[RFC,v4,56/69] pick_link(): more straightforward handling of allocation failures

From: Al Viro <viro@zeniv.linux.org.uk>

From: Al Viro <viro@zeniv.linux.org.uk>

pick_link() needs to push onto stack; we start with using two-element
array embedded into struct nameidata and the first time we need
more than that we switch to separately allocated array.

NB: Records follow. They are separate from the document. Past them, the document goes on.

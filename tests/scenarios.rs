//! End-to-end scenarios from spec.md §8, driven through `RegistryHub` the
//! way a real caller would rather than against individual registries.

use blade_registry::descriptor::{
    ArgumentAccess, ArgumentBufferDescriptor, ArgumentDescriptor, ArgumentKind, BufferDescriptor, CacheMode,
    HazardTrackingGroupDescriptor, HazardTrackingMemberKind, MipRange, PixelFormat, SliceRange, StorageMode,
    TextureDescriptor, TextureType, TextureViewDescriptor, TextureViewType, UsageHint,
};
use blade_registry::{Access, Handle, HandleFlags, RegistryHub, Resource, ResourceBackend, TypedResource};

struct NullBackend;

impl ResourceBackend for NullBackend {
    fn materialise_persistent(&self, _resource: Resource) -> bool {
        true
    }
    fn dispose_backend(&self, _resource: Resource) {}
}

fn buffer_descriptor(length: u64) -> BufferDescriptor {
    BufferDescriptor { length, storage_mode: StorageMode::Shared, cache_mode: CacheMode::DefaultCache, usage_hint: UsageHint::empty() }
}

fn texture_descriptor() -> TextureDescriptor {
    TextureDescriptor {
        ty: TextureType::D2,
        pixel_format: PixelFormat { id: 0, channel_count: 4, bytes_per_pixel: 4 },
        width: 256,
        height: 256,
        depth: 1,
        mip_levels: 1,
        array_length: 1,
        sample_count: 1,
        storage_mode: StorageMode::Private,
        usage_hint: UsageHint::empty(),
    }
}

/// S1: transient allocate and invalidate.
#[test]
fn transient_allocate_and_invalidate() {
    let hub = RegistryHub::new();
    let arena = hub.new_transient_arena();

    let (h1, idx1) = arena.buffers.allocate_handle(HandleFlags::empty());
    arena.buffers.initialize(idx1, None, buffer_descriptor(1024), ());
    assert!(arena.buffers.is_valid(h1));

    arena.clear();
    assert!(!arena.buffers.is_valid(h1));

    let (h2, idx2) = arena.buffers.allocate_handle(HandleFlags::empty());
    arena.buffers.initialize(idx2, None, buffer_descriptor(1024), ());
    assert_ne!(h1, h2);
    assert!(arena.buffers.is_valid(h2));

    hub.free_transient_arena(arena);
}

/// S2: persistent dispose-while-in-use deferral.
#[test]
fn persistent_dispose_while_in_use_deferral() {
    let hub = RegistryHub::new();
    let backend = NullBackend;

    let texture = hub.create_texture(None, texture_descriptor(), Handle::NONE, HandleFlags::empty());
    hub.mark_used(texture.handle(), 1 << 3);

    hub.dispose(Resource::from(texture), &backend);
    assert!(hub.textures.is_valid(texture.handle()), "dispose must be deferred while queue 3 still owns work");

    hub.clear_after_render_graph(3, &backend);
    assert!(!hub.textures.is_valid(texture.handle()));

    let next = hub.create_texture(None, texture_descriptor(), Handle::NONE, HandleFlags::empty());
    assert_eq!(
        blade_registry::handle::index(next.handle()),
        blade_registry::handle::index(texture.handle()),
        "the freed slot must be recycled"
    );
}

/// S3: wait-index ordering under concurrent writers.
#[test]
fn wait_index_ordering_under_concurrency() {
    let hub = RegistryHub::new();
    let buffer = hub.create_buffer(None, buffer_descriptor(1024), Handle::NONE, HandleFlags::empty());
    let idx = blade_registry::handle::index(buffer.handle()) as usize;

    std::thread::scope(|scope| {
        scope.spawn(|| hub.buffers.persistent().wait_index(idx).set_wait(1, Access::Write, 5));
        scope.spawn(|| hub.buffers.persistent().wait_index(idx).set_wait(1, Access::Write, 3));
    });

    assert_eq!(hub.buffers.persistent().wait_index(idx).get_wait(1, Access::Write), 5);
}

/// S4: hazard-group sharing across two persistent textures.
#[test]
fn hazard_group_sharing() {
    let hub = RegistryHub::new();
    let a = hub.create_texture(None, texture_descriptor(), Handle::NONE, HandleFlags::empty());
    let b = hub.create_texture(None, texture_descriptor(), Handle::NONE, HandleFlags::empty());
    let group = hub.create_hazard_tracking_group(None, HazardTrackingGroupDescriptor { member_kind: HazardTrackingMemberKind::Texture });

    hub.assign_hazard_group(group, Resource::from(a));
    hub.assign_hazard_group(group, Resource::from(b));

    hub.record_usage(Resource::from(a), 0, Access::Read);

    assert_eq!(hub.usages(Resource::from(a)).len(), 1, "usage must be visible through A's own forwarding");
    assert_eq!(hub.usages(Resource::from(b)).len(), 1, "usage must be visible through B's forwarding too");
    assert_eq!(
        blade_registry::hazard::members(&hub.hazard_groups, group.handle()),
        vec![a.handle(), b.handle()]
    );
}

/// S5: a transient texture view's base-resource/usage-hint indirection.
#[test]
fn view_indirection() {
    let hub = RegistryHub::new();
    let base = hub.create_buffer(None, buffer_descriptor(4096), Handle::NONE, HandleFlags::empty());
    let arena = hub.new_transient_arena();

    let view_descriptor = TextureViewDescriptor {
        pixel_format: PixelFormat { id: 1, channel_count: 4, bytes_per_pixel: 4 },
        view_type: TextureViewType::D2,
        mip_range: MipRange { base: 0, count: 1 },
        slice_range: SliceRange { base: 0, count: 1 },
    };
    let view = hub.create_texture_view_over_buffer(&arena, None, base, view_descriptor);

    assert_eq!(hub.view_base_resource(&arena, view), base.handle());
    assert_eq!(hub.usage_target_for_view(&arena, view), Resource::from(base));
    hub.buffers.shared().with_descriptor(blade_registry::handle::index(base.handle()) as usize, |d| {
        assert!(d.usage_hint.contains(UsageHint::TEXTURE_VIEW));
    });

    hub.free_transient_arena(arena);
}

/// S6: argument-buffer offset computation, the spec's worked example.
#[test]
fn argument_buffer_offset_computation() {
    let hub = RegistryHub::new();
    let descriptor = ArgumentBufferDescriptor {
        arguments: vec![
            ArgumentDescriptor {
                kind: ArgumentKind::InlineData { size: 4 },
                slot_index: 0,
                array_length: 1,
                access: ArgumentAccess::Read,
                encoded_offset: 0,
                encoded_stride: 0,
            },
            ArgumentDescriptor {
                kind: ArgumentKind::Buffer,
                slot_index: 0,
                array_length: 1,
                access: ArgumentAccess::Read,
                encoded_offset: 0,
                encoded_stride: 0,
            },
            ArgumentDescriptor {
                kind: ArgumentKind::Texture,
                slot_index: 0,
                array_length: 8,
                access: ArgumentAccess::Read,
                encoded_offset: 0,
                encoded_stride: 0,
            },
        ],
        storage_mode: StorageMode::Private,
        buffer_length: 0,
    };

    let buffer = hub.create_argument_buffer(None, descriptor, Handle::NONE);
    let idx = blade_registry::handle::index(buffer.handle()) as usize;
    hub.argument_buffers.shared().with_descriptor(idx, |d| {
        assert_eq!(d.arguments[0].slot_index, 0);
        assert_eq!(d.arguments[0].encoded_offset, 0);

        assert_eq!(d.arguments[1].slot_index, 1);
        assert_eq!(d.arguments[1].encoded_offset, 256);

        assert_eq!(d.arguments[2].slot_index, 2);
        assert_eq!(d.arguments[2].encoded_offset, 256 + 256);
        assert_eq!(d.arguments[2].encoded_stride, 8);

        assert_eq!(d.buffer_length, 256 + 256 + 8 * 8);
    });
}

Allocation can fail, of course, and handling of that would be simple
enough - we need to drop 'link' and bugger off.  However, the things
get more complicated in RCU mode.  There we must do GFP_ATOMIC
allocation.  If that fails, we try to switch to non-RCU mode and
repeat the allocation.

To switch to non-RCU mode we need to grab references to 'link' and
to everything in nameidata.  The latter done by unlazy_walk();
the former - legitimize_path().  'link' must go first - after
unlazy_walk() we are out of RCU-critical period and it's too
late to call legitimize_path() since the references in link->mnt
and link->dentry might be pointing to freed and reused memory.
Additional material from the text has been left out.